貧民救済はべつに目新しいことではなく、中世にはその慣習が確立していた。中世においては、財産は近代のように個人の純粋に私的で排他的な所有とは考えられず、多かれ少なかれ社会(または村落共同体)に有用な目的のために使用されねばならないと考えられていた。したがって、貧民への援助は財産所有者の社会的義務でもあったのである。1601年の救貧法には、絶対主義支配の枠内でではあるが、このような伝統的観念がある程度盛り込まれたといえよう。

内乱勃発以後、救貧法は浮浪者の取締り・労働強制に利用されていく。要するに甘やかさないことが貧乏人のためだと。平等主義の弊害とか、自己責任だとか、そんな昨今の論調も、まあ大して斬新なもんじゃねえや。

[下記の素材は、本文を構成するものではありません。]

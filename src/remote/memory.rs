use std::{
    collections::{BTreeMap, HashMap},
    sync::Arc,
};

use async_trait::async_trait;
use bytes::Bytes;
use tokio::sync::{mpsc, Mutex};
use tracing::{debug, warn};

use crate::error::StoreError;
use crate::remote::store::{Document, GameStore, Watch};

type Watcher = mpsc::UnboundedSender<Result<Document, StoreError>>;

#[derive(Debug)]
struct Entry {
    doc: Document,
    watchers: Vec<Watcher>,
}

#[derive(Debug, Default)]
struct State {
    entries: HashMap<String, Entry>,
    disconnected: bool,
}

impl State {
    fn check_connected(&self) -> Result<(), StoreError> {
        if self.disconnected {
            Err(StoreError::Disconnected)
        } else {
            Ok(())
        }
    }
}

/// In-process [`GameStore`]. Clones share the same documents, so every
/// client of one `MemoryStore` sees the same games.
#[derive(Debug, Default, Clone)]
pub struct MemoryStore {
    state: Arc<Mutex<State>>,
}

impl MemoryStore {
    pub fn new() -> Self {
        Self::default()
    }

    /// Simulates losing the connection: every watch ends with
    /// [`StoreError::Disconnected`] and requests fail until [`reconnect`](Self::reconnect).
    pub async fn disconnect(&self) {
        let mut state = self.state.lock().await;
        state.disconnected = true;
        for (id, entry) in state.entries.iter_mut() {
            debug!(doc = %id, watchers = entry.watchers.len(), "dropping watchers");
            for watcher in entry.watchers.drain(..) {
                let _ = watcher.send(Err(StoreError::Disconnected));
            }
        }
    }

    pub async fn reconnect(&self) {
        self.state.lock().await.disconnected = false;
    }

    /// Live watchers on `id`, for checking that subscriptions get released.
    pub async fn watcher_count(&self, id: &str) -> usize {
        let mut state = self.state.lock().await;
        match state.entries.get_mut(id) {
            Some(entry) => {
                entry.watchers.retain(|w| !w.is_closed());
                entry.watchers.len()
            }
            None => 0,
        }
    }
}

#[async_trait]
impl GameStore for MemoryStore {
    async fn create(
        &self,
        id: &str,
        fields: BTreeMap<String, String>,
        body: Bytes,
    ) -> Result<Document, StoreError> {
        let mut state = self.state.lock().await;
        state.check_connected()?;
        if state.entries.contains_key(id) {
            return Err(StoreError::AlreadyExists(id.to_string()));
        }

        let doc = Document {
            id: id.to_string(),
            revision: 1,
            fields,
            body,
        };
        state.entries.insert(
            id.to_string(),
            Entry {
                doc: doc.clone(),
                watchers: Vec::new(),
            },
        );
        Ok(doc)
    }

    async fn get(&self, id: &str) -> Result<Document, StoreError> {
        let state = self.state.lock().await;
        state.check_connected()?;
        state
            .entries
            .get(id)
            .map(|entry| entry.doc.clone())
            .ok_or_else(|| StoreError::NotFound(id.to_string()))
    }

    async fn update(
        &self,
        id: &str,
        expected_revision: u64,
        fields: BTreeMap<String, String>,
        body: Bytes,
    ) -> Result<Document, StoreError> {
        let mut state = self.state.lock().await;
        state.check_connected()?;
        let entry = state
            .entries
            .get_mut(id)
            .ok_or_else(|| StoreError::NotFound(id.to_string()))?;

        if entry.doc.revision != expected_revision {
            warn!(
                doc = %id,
                expected = expected_revision,
                actual = entry.doc.revision,
                "rejecting stale update"
            );
            return Err(StoreError::Conflict {
                id: id.to_string(),
                expected: expected_revision,
                actual: entry.doc.revision,
            });
        }

        entry.doc = Document {
            id: id.to_string(),
            revision: expected_revision + 1,
            fields,
            body,
        };
        // Still under the lock, so watchers see commits in order.
        let doc = entry.doc.clone();
        entry
            .watchers
            .retain(|watcher| watcher.send(Ok(doc.clone())).is_ok());
        Ok(doc)
    }

    async fn query_eq(&self, field: &str, value: &str) -> Result<Vec<Document>, StoreError> {
        let state = self.state.lock().await;
        state.check_connected()?;
        Ok(state
            .entries
            .values()
            .filter(|entry| entry.doc.fields.get(field).is_some_and(|v| v == value))
            .map(|entry| entry.doc.clone())
            .collect())
    }

    async fn watch(&self, id: &str) -> Result<Watch, StoreError> {
        let mut state = self.state.lock().await;
        state.check_connected()?;
        let entry = state
            .entries
            .get_mut(id)
            .ok_or_else(|| StoreError::NotFound(id.to_string()))?;

        let (tx, rx) = mpsc::unbounded_channel();
        // The receiver is still in hand, so this send cannot fail.
        let _ = tx.send(Ok(entry.doc.clone()));
        entry.watchers.push(tx);
        Ok(rx)
    }
}

#[cfg(test)]
mod tests {
    use super::*;

    fn fields(status: &str) -> BTreeMap<String, String> {
        BTreeMap::from([("status".to_string(), status.to_string())])
    }

    #[tokio::test]
    async fn create_rejects_duplicate_ids() {
        let store = MemoryStore::new();
        let doc = store
            .create("a", fields("waiting"), Bytes::from_static(b"1"))
            .await
            .unwrap();
        assert_eq!(doc.revision, 1);
        assert_eq!(
            store.create("a", fields("waiting"), Bytes::new()).await,
            Err(StoreError::AlreadyExists("a".to_string()))
        );
    }

    #[tokio::test]
    async fn update_is_conditional_on_revision() {
        let store = MemoryStore::new();
        store.create("a", fields("waiting"), Bytes::new()).await.unwrap();

        let doc = store
            .update("a", 1, fields("inProgress"), Bytes::from_static(b"2"))
            .await
            .unwrap();
        assert_eq!(doc.revision, 2);

        assert_eq!(
            store
                .update("a", 1, fields("finished"), Bytes::from_static(b"3"))
                .await,
            Err(StoreError::Conflict {
                id: "a".to_string(),
                expected: 1,
                actual: 2
            })
        );
        assert_eq!(store.get("a").await.unwrap().body, Bytes::from_static(b"2"));
    }

    #[tokio::test]
    async fn query_matches_field_equality() {
        let store = MemoryStore::new();
        store.create("a", fields("waiting"), Bytes::new()).await.unwrap();
        store.create("b", fields("finished"), Bytes::new()).await.unwrap();
        store.create("c", fields("waiting"), Bytes::new()).await.unwrap();

        let mut ids: Vec<_> = store
            .query_eq("status", "waiting")
            .await
            .unwrap()
            .into_iter()
            .map(|doc| doc.id)
            .collect();
        ids.sort();
        assert_eq!(ids, ["a", "c"]);
        assert!(store.query_eq("nope", "waiting").await.unwrap().is_empty());
    }

    #[tokio::test]
    async fn watch_replays_current_then_commits_in_order() {
        let store = MemoryStore::new();
        store.create("a", fields("waiting"), Bytes::new()).await.unwrap();
        let mut watch = store.watch("a").await.unwrap();

        for revision in 1..4 {
            store
                .update("a", revision, fields("inProgress"), Bytes::new())
                .await
                .unwrap();
        }

        for expected in 1..5 {
            let doc = watch.recv().await.unwrap().unwrap();
            assert_eq!(doc.revision, expected);
        }
    }

    #[tokio::test]
    async fn disconnect_ends_watches_with_error() {
        let store = MemoryStore::new();
        store.create("a", fields("waiting"), Bytes::new()).await.unwrap();
        let mut watch = store.watch("a").await.unwrap();
        watch.recv().await.unwrap().unwrap();

        store.disconnect().await;
        assert_eq!(watch.recv().await, Some(Err(StoreError::Disconnected)));
        assert_eq!(watch.recv().await, None);
        assert_eq!(store.get("a").await, Err(StoreError::Disconnected));

        store.reconnect().await;
        assert!(store.get("a").await.is_ok());
    }

    #[tokio::test]
    async fn dropped_watch_is_pruned() {
        let store = MemoryStore::new();
        store.create("a", fields("waiting"), Bytes::new()).await.unwrap();
        let watch = store.watch("a").await.unwrap();
        assert_eq!(store.watcher_count("a").await, 1);

        drop(watch);
        assert_eq!(store.watcher_count("a").await, 0);
        assert_eq!(
            store.watch("missing").await.map(|_| ()),
            Err(StoreError::NotFound("missing".to_string()))
        );
    }
}
pub mod memory;
pub mod model;
pub mod session;
pub mod store;

pub use memory::MemoryStore;
pub use model::{GameId, GameStatus, PlayerId, PlayerInfo, RemoteGame, Seat};
pub use session::{GameService, Subscription};
pub use store::{Document, GameStore, Watch};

トー二ーによれば、一六六〇年の王政復古の頃から貧民に対する考え方が変化したという。彼はこうのべている。「困窮は個人の欠陥から生ずるものではなく、経済的な原因から生ずるものだという意見、したがってその犠牲者は社会によって養われる法的な権利をもつのだという意見に対しては、当時成長してきた個人主義は、冷やかな懐疑の気持をむけた。」「最大の悪徳は怠惰であること、貧乏人は環境の犠牲ではなくて、自分たちの『怠惰な、不規則な、悪い暮し方』のために自分で落ち込んだのだということ、最も誠のこもった慈愛とは、貧乏人を救ってやって彼らを無気力にすることではなくて、むしろ彼らの品性を改造して救いが要らなくなるようにすることだということ---このような教理のために、かつては罪であった〔貧民に対する]苛酷さが[いまや〕義務となった。」

ロックはアメリカ植民に関しても、原住民が使いこなせてない土地をヨーロッパ人が有効活用して富を増やせば、原住民にも恩恵が及ぶし、そもそも土地は広大なんだから、がんがんやってよしと言っております。